In a second embodiment, a sliding window method is used to extract a region of interest in a finger vein image, where the embodiment specifically includes: calculating an internal tangent line of the edge of the finger area corresponding to the finger vein image to be processed; intercepting a finger vein image to be processed by using the internal tangent line to obtain an intercepted image; interpolation and normalization are carried out on the intercepted image by using an interpolation algorithm, and an interpolated and normalized image is obtained; a sliding window method is used to extract the region of interest from the interpolated and normalized image, where interpolation algorithms that may be used herein include, but are not limited to: nearest neighbor interpolation, bilinear interpolation, and bicubic interpolation.

After step S120, step S130 is performed: and extracting a radon-class feature map in the region of interest.

Radon-Like Features (RLF), also known as Radon-Like Features, are a feature used in medical image processing and analysis, and the basic idea of RLF derives from Radon transformation (Radon Transform).

Fig. 3 shows an alternative extraction schematic of the radon-class feature, and the implementation of step S130 may include:

step S131: a plurality of segmentation points (denoted Knot) and an extraction function (i.e. T-function) are set.

The plurality of segment points (indicated as Knot) in step S131 are provided in the following manner: firstly, as shown in a sub-graph (a) in fig. 3, an image corresponding to a region of interest in a finger vein image is obtained, and then an average curvature (mean curvature) of the image corresponding to the region of interest is calculated according to an existing method to obtain an average curvature graph, wherein the average curvature graph is shown in a sub-graph (b) in fig. 3; then, the edge of the graph is detected by using a canny operator to obtain a canny edge detection result image, wherein the canny edge detection result image can be represented by E (x, y), the canny edge detection result image is shown as a (c) sub-graph in fig. 3, and an intersection point of E (x, y) and a straight line l is determined as the segmentation point, so that a plurality of segmentation points can be obtained, namely a knot can be obtained.

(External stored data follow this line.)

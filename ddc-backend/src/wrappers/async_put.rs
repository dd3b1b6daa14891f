//! [`AsyncPutWrapper`]: makes `put` return immediately to the caller,
//! performing the actual write on a background task while an in-memory
//! "inflight cache" keeps the just-written bytes visible to a
//! same-thread `get` that races the write.

use std::sync::Arc;
use std::sync::atomic::{AtomicI64, Ordering};

use async_trait::async_trait;
use dashmap::{DashMap, DashSet};
use ddc_core::{CacheKey, Payload, UsageStatsMap};
use tokio::time::{Duration, sleep};
use tracing::warn;

use crate::backend::{Backend, DynBackend};
use crate::error::BackendResult;

/// Tracks every async-put task dispatched anywhere in the process, so
/// `wait_for_quiescence` (§4.7) can block until the whole graph has
/// drained.
#[derive(Debug, Default)]
pub struct InFlightCounter(AtomicI64);

impl InFlightCounter {
    pub fn new() -> Arc<Self> {
        Arc::new(InFlightCounter(AtomicI64::new(0)))
    }

    fn increment(&self) {
        self.0.fetch_add(1, Ordering::SeqCst);
    }

    fn decrement(&self) {
        self.0.fetch_sub(1, Ordering::SeqCst);
    }

    pub fn count(&self) -> i64 {
        self.0.load(Ordering::SeqCst)
    }

    /// Spin-sleep until the counter reaches zero, logging progress every
    /// five seconds, matching `wait_for_quiescence`'s behavior.
    pub async fn wait_for_zero(&self) {
        let mut waited = Duration::ZERO;
        let tick = Duration::from_millis(50);
        while self.count() > 0 {
            sleep(tick).await;
            waited += tick;
            if waited.as_secs() > 0 && waited.as_millis() % 5000 < tick.as_millis() {
                tracing::info!(in_flight = self.count(), "waiting for quiescence");
            }
        }
    }
}

/// Wraps an inner backend, dispatching writes to a background task and
/// serving reads from an in-flight cache until the write lands.
pub struct AsyncPutWrapper {
    inner: DynBackend,
    in_flight: Arc<DashSet<CacheKey>>,
    inflight_cache: Option<Arc<DashMap<CacheKey, Payload>>>,
    counter: Arc<InFlightCounter>,
}

impl AsyncPutWrapper {
    /// `use_inflight_cache` mirrors the specification's optional
    /// in-memory inflight cache; when disabled, a `get` that races an
    /// in-flight write simply falls through to the inner backend (which
    /// may not see it yet).
    pub fn new(inner: DynBackend, counter: Arc<InFlightCounter>, use_inflight_cache: bool) -> Self {
        AsyncPutWrapper {
            inner,
            in_flight: Arc::new(DashSet::new()),
            inflight_cache: use_inflight_cache.then(|| Arc::new(DashMap::new())),
            counter,
        }
    }

    pub fn in_flight_counter(&self) -> Arc<InFlightCounter> {
        self.counter.clone()
    }
}

#[async_trait]
impl Backend for AsyncPutWrapper {
    fn is_writable(&self) -> bool {
        self.inner.is_writable()
    }

    fn backfill_lower_levels(&self) -> bool {
        self.inner.backfill_lower_levels()
    }

    async fn probably_exists(&self, key: &CacheKey) -> bool {
        if self.in_flight.contains(key) {
            return true;
        }
        self.inner.probably_exists(key).await
    }

    async fn get(&self, key: &CacheKey) -> BackendResult<Option<Payload>> {
        if let Some(cache) = &self.inflight_cache {
            if let Some(payload) = cache.get(key) {
                return Ok(Some(payload.clone()));
            }
        }
        self.inner.get(key).await
    }

    async fn put(
        &self,
        key: &CacheKey,
        payload: Payload,
        put_even_if_exists: bool,
    ) -> BackendResult<()> {
        if !self.in_flight.insert(key.clone()) {
            // Duplicate write already dispatched; suppress.
            return Ok(());
        }

        if let Some(cache) = &self.inflight_cache {
            cache.entry(key.clone()).or_insert_with(|| payload.clone());
        }

        self.counter.increment();

        let inner = self.inner.clone();
        let in_flight = self.in_flight.clone();
        let inflight_cache = self.inflight_cache.clone();
        let counter = self.counter.clone();
        let key = key.clone();
        let force = put_even_if_exists;

        tokio::spawn(run_async_put(
            inner,
            key,
            payload,
            force,
            in_flight,
            inflight_cache,
            counter,
        ));

        Ok(())
    }

    async fn remove(&self, key: &CacheKey, transient: bool) -> BackendResult<()> {
        while self.in_flight.contains(key) {
            tokio::task::yield_now().await;
        }
        if let Some(cache) = &self.inflight_cache {
            cache.remove(key);
        }
        self.inner.remove(key, transient).await
    }

    fn gather_usage_stats(&self, map: &mut UsageStatsMap, path: &str) {
        self.inner.gather_usage_stats(map, path);
    }
}

async fn run_async_put(
    inner: DynBackend,
    key: CacheKey,
    payload: Payload,
    force: bool,
    in_flight: Arc<DashSet<CacheKey>>,
    inflight_cache: Option<Arc<DashMap<CacheKey, Payload>>>,
    counter: Arc<InFlightCounter>,
) {
    let exists = inner.probably_exists(&key).await;
    if !exists || force {
        let _ = inner.put(&key, payload.clone(), force).await;
    }

    // Unconditional final step, whether this call wrote or skipped the
    // write (the skip branch above still needs its inflight-cache copy
    // cleared once the inner backend is confirmed to hold the key).
    let confirmed = inner.probably_exists(&key).await;
    if !confirmed {
        let _ = inner.put(&key, payload.clone(), false).await;
    }
    if inner.probably_exists(&key).await {
        if let Some(cache) = &inflight_cache {
            cache.remove(&key);
        }
    } else {
        warn!(%key, "async put: write did not take effect after retry, keeping inflight copy");
    }

    in_flight.remove(&key);
    counter.decrement();
}

#[cfg(test)]
mod tests {
    use super::*;
    use crate::test_support::MemoryStub;
    use bytes::Bytes;

    fn key(s: &str) -> CacheKey {
        CacheKey::new(s).unwrap()
    }

    #[tokio::test]
    async fn get_is_satisfied_from_inflight_cache_before_write_lands() {
        let inner = Arc::new(MemoryStub::default());
        let counter = InFlightCounter::new();
        let wrapper = AsyncPutWrapper::new(inner, counter, true);

        wrapper.put(&key("K"), Bytes::from_static(&[1, 2, 3]), true).await.unwrap();
        let got = wrapper.get(&key("K")).await.unwrap();
        assert_eq!(got.as_deref(), Some(&[1, 2, 3][..]));
    }

    #[tokio::test]
    async fn put_then_quiesce_lands_in_inner_backend() {
        let inner = Arc::new(MemoryStub::default());
        let counter = InFlightCounter::new();
        let wrapper = AsyncPutWrapper::new(inner.clone(), counter.clone(), true);

        wrapper.put(&key("K"), Bytes::from_static(&[9]), true).await.unwrap();
        counter.wait_for_zero().await;

        let got = inner.get(&key("K")).await.unwrap();
        assert_eq!(got.as_deref(), Some(&[9][..]));
    }

    #[tokio::test]
    async fn skipped_write_still_clears_the_inflight_cache_after_quiescence() {
        let inner = Arc::new(MemoryStub::default());
        inner.put(&key("K"), Bytes::from_static(&[1]), true).await.unwrap();

        let counter = InFlightCounter::new();
        let wrapper = AsyncPutWrapper::new(inner.clone(), counter.clone(), true);

        // Key already exists and force is false, so the worker's write
        // branch is skipped entirely; the re-query-and-clear step must
        // still run and remove the key from the inflight cache.
        wrapper.put(&key("K"), Bytes::from_static(&[2]), false).await.unwrap();
        counter.wait_for_zero().await;

        assert!(!wrapper.inflight_cache.as_ref().unwrap().contains_key(&key("K")));
        let got = wrapper.get(&key("K")).await.unwrap();
        assert_eq!(got.as_deref(), Some(&[1][..]));
    }
}
//! In-memory backend (§4.2): a key→(age, bytes) map with LRU-by-age
//! eviction and an optional hard size cap.

use std::collections::HashMap;
use std::sync::atomic::{AtomicBool, AtomicU64, Ordering};

use async_trait::async_trait;
use ddc_backend::{Backend, BackendResult};
use ddc_core::{CacheKey, DdcUsageStats, Payload, UsageStatsMap};
use tokio::sync::Mutex;

struct Entry {
    payload: Payload,
    age: i32,
}

/// The in-memory tier. `Get` resets an entry's age to zero; entries are
/// otherwise aged by [`super::snapshot`] on load, not by this backend,
/// since the in-process map never "ages" on its own — only persisted
/// snapshots carry the turn-based eviction described in §4.2.
pub struct MemoryBackend {
    entries: Mutex<HashMap<CacheKey, Entry>>,
    total_size: AtomicU64,
    max_cache_size: Option<u64>,
    max_size_exceeded: AtomicBool,
    stats: DdcUsageStats,
}

impl MemoryBackend {
    /// `max_cache_size` is the configured cap in bytes, or `None` for
    /// an unbounded memory tier.
    pub fn new(max_cache_size: Option<u64>) -> Self {
        MemoryBackend {
            entries: Mutex::new(HashMap::new()),
            total_size: AtomicU64::new(0),
            max_cache_size,
            max_size_exceeded: AtomicBool::new(false),
            stats: DdcUsageStats::default(),
        }
    }

    /// Restore a snapshot's already-aged entries directly, bypassing the
    /// size-cap bookkeeping that normal `put` calls go through (a loaded
    /// snapshot is trusted to have respected the cap when it was saved).
    pub(crate) async fn restore_entries(&self, restored: Vec<(CacheKey, i32, Payload)>) {
        let mut entries = self.entries.lock().await;
        let mut total = 0u64;
        for (key, age, payload) in restored {
            total += payload.len() as u64;
            entries.insert(key, Entry { payload, age });
        }
        self.total_size.store(total, Ordering::SeqCst);
    }

    /// Snapshot every live entry as `(key, age, payload)` triples, for
    /// `notify_boot_complete`'s save path.
    pub(crate) async fn snapshot_entries(&self) -> Vec<(CacheKey, i32, Payload)> {
        let entries = self.entries.lock().await;
        entries
            .iter()
            .map(|(key, entry)| (key.clone(), entry.age, entry.payload.clone()))
            .collect()
    }

    fn is_exceeded(&self) -> bool {
        self.max_size_exceeded.load(Ordering::SeqCst)
    }
}

#[async_trait]
impl Backend for MemoryBackend {
    fn is_writable(&self) -> bool {
        true
    }

    async fn probably_exists(&self, key: &CacheKey) -> bool {
        if self.is_exceeded() {
            return true;
        }
        self.entries.lock().await.contains_key(key)
    }

    async fn get(&self, key: &CacheKey) -> BackendResult<Option<Payload>> {
        self.stats.get.record_call();
        let mut entries = self.entries.lock().await;
        let Some(entry) = entries.get_mut(key) else {
            return Ok(None);
        };
        entry.age = 0;
        let payload = entry.payload.clone();
        self.stats.get.record_hit(payload.len() as u64);
        Ok(Some(payload))
    }

    async fn put(
        &self,
        key: &CacheKey,
        payload: Payload,
        put_even_if_exists: bool,
    ) -> BackendResult<()> {
        self.stats.put.record_call();
        if self.is_exceeded() {
            return Ok(());
        }

        let mut entries = self.entries.lock().await;
        if !put_even_if_exists && entries.contains_key(key) {
            return Ok(());
        }

        let payload_len = payload.len() as u64;
        let previous_len = entries.get(key).map(|e| e.payload.len() as u64).unwrap_or(0);
        entries.insert(key.clone(), Entry { payload, age: 0 });
        drop(entries);

        let new_total = self
            .total_size
            .fetch_add(payload_len.saturating_sub(previous_len), Ordering::SeqCst)
            + payload_len.saturating_sub(previous_len);

        if let Some(max) = self.max_cache_size {
            if new_total > max {
                self.max_size_exceeded.store(true, Ordering::SeqCst);
            }
        }
        self.stats.put.record_hit(payload_len);
        Ok(())
    }

    async fn remove(&self, key: &CacheKey, transient: bool) -> BackendResult<()> {
        if transient {
            // Transient removes are ignored so the in-flight async-put
            // copy survives until the real write lands.
            return Ok(());
        }
        let mut entries = self.entries.lock().await;
        if let Some(entry) = entries.remove(key) {
            self.total_size
                .fetch_sub(entry.payload.len() as u64, Ordering::SeqCst);
        }
        Ok(())
    }

    fn gather_usage_stats(&self, map: &mut UsageStatsMap, path: &str) {
        map.insert(path.to_string(), self.stats.snapshot());
    }
}
//! Wire format for a rollup's synthetic payload (§4.6): one blob holding
//! every member's key and payload, so a single get can satisfy a whole
//! batch. Byte-swap detected on read, mirroring the boot snapshot's
//! magic-check idiom, in case a bundle was produced by a writer using
//! the opposite endianness.

use byteorder::{BigEndian, ByteOrder, LittleEndian};
use ddc_core::CacheKey;

const MAGIC: u32 = 0x0b01_0ddc;

/// Serialize `members` (key, payload pairs, in rollup order) into a
/// bundle blob.
pub fn encode(members: &[(CacheKey, bytes::Bytes)]) -> Vec<u8> {
    let mut out = Vec::new();
    let mut buf4 = [0u8; 4];

    LittleEndian::write_u32(&mut buf4, MAGIC);
    out.extend_from_slice(&buf4);
    LittleEndian::write_u32(&mut buf4, members.len() as u32);
    out.extend_from_slice(&buf4);

    for (key, payload) in members {
        LittleEndian::write_u32(&mut buf4, key.len() as u32);
        out.extend_from_slice(&buf4);
        out.extend_from_slice(key.as_str().as_bytes());
        LittleEndian::write_u32(&mut buf4, payload.len() as u32);
        out.extend_from_slice(&buf4);
        out.extend_from_slice(payload);
    }
    out
}

/// Parse a bundle blob, validating it against `expected_keys` in order.
/// Returns `None` on any mismatch: bad magic, wrong count, a key out of
/// order, or an empty embedded payload.
pub fn decode(bytes: &[u8], expected_keys: &[CacheKey]) -> Option<Vec<bytes::Bytes>> {
    if bytes.len() < 8 {
        return None;
    }
    let raw_magic = LittleEndian::read_u32(&bytes[0..4]);
    let swapped = raw_magic != MAGIC && raw_magic.swap_bytes() == MAGIC;
    if raw_magic != MAGIC && !swapped {
        return None;
    }

    let read_u32 = |b: &[u8]| -> u32 {
        if swapped { BigEndian::read_u32(b) } else { LittleEndian::read_u32(b) }
    };

    let count = read_u32(&bytes[4..8]) as usize;
    if count != expected_keys.len() {
        return None;
    }

    let mut offset = 8;
    let mut payloads = Vec::with_capacity(count);
    for expected_key in expected_keys {
        if offset + 4 > bytes.len() {
            return None;
        }
        let key_len = read_u32(&bytes[offset..offset + 4]) as usize;
        offset += 4;
        if offset + key_len > bytes.len() {
            return None;
        }
        let key_str = std::str::from_utf8(&bytes[offset..offset + key_len]).ok()?;
        if key_str != expected_key.as_str() {
            return None;
        }
        offset += key_len;

        if offset + 4 > bytes.len() {
            return None;
        }
        let payload_len = read_u32(&bytes[offset..offset + 4]) as usize;
        offset += 4;
        if payload_len == 0 || offset + payload_len > bytes.len() {
            return None;
        }
        payloads.push(bytes::Bytes::copy_from_slice(&bytes[offset..offset + payload_len]));
        offset += payload_len;
    }

    Some(payloads)
}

The manner of setting the extraction function (i.e., T function) in step S131 is as follows: the T function may be set to

Wherein, i (x, y) is the input image corresponding to the region of interest, g (x, y) is the normalization result of the input region of interest image I (x, y), I _x Is the gradient (or difference) of the region of interest image I (X, y) in the X direction, I _y Is the gradient (or difference) of the region of interest image I (x, Y) in the Y direction, I _xx ,I _xy ,I _yy Is the second order gradient (or second order difference) of the region of interest image I (x, y). It will be appreciated that the actual meaning of the T function described above is that will be [ T ] _i ,t _i+1 ]The gray value of the pixel point in the middle is set as t _i ,t _i+1 ]The average value of gray values of all pixel points in the pixel array.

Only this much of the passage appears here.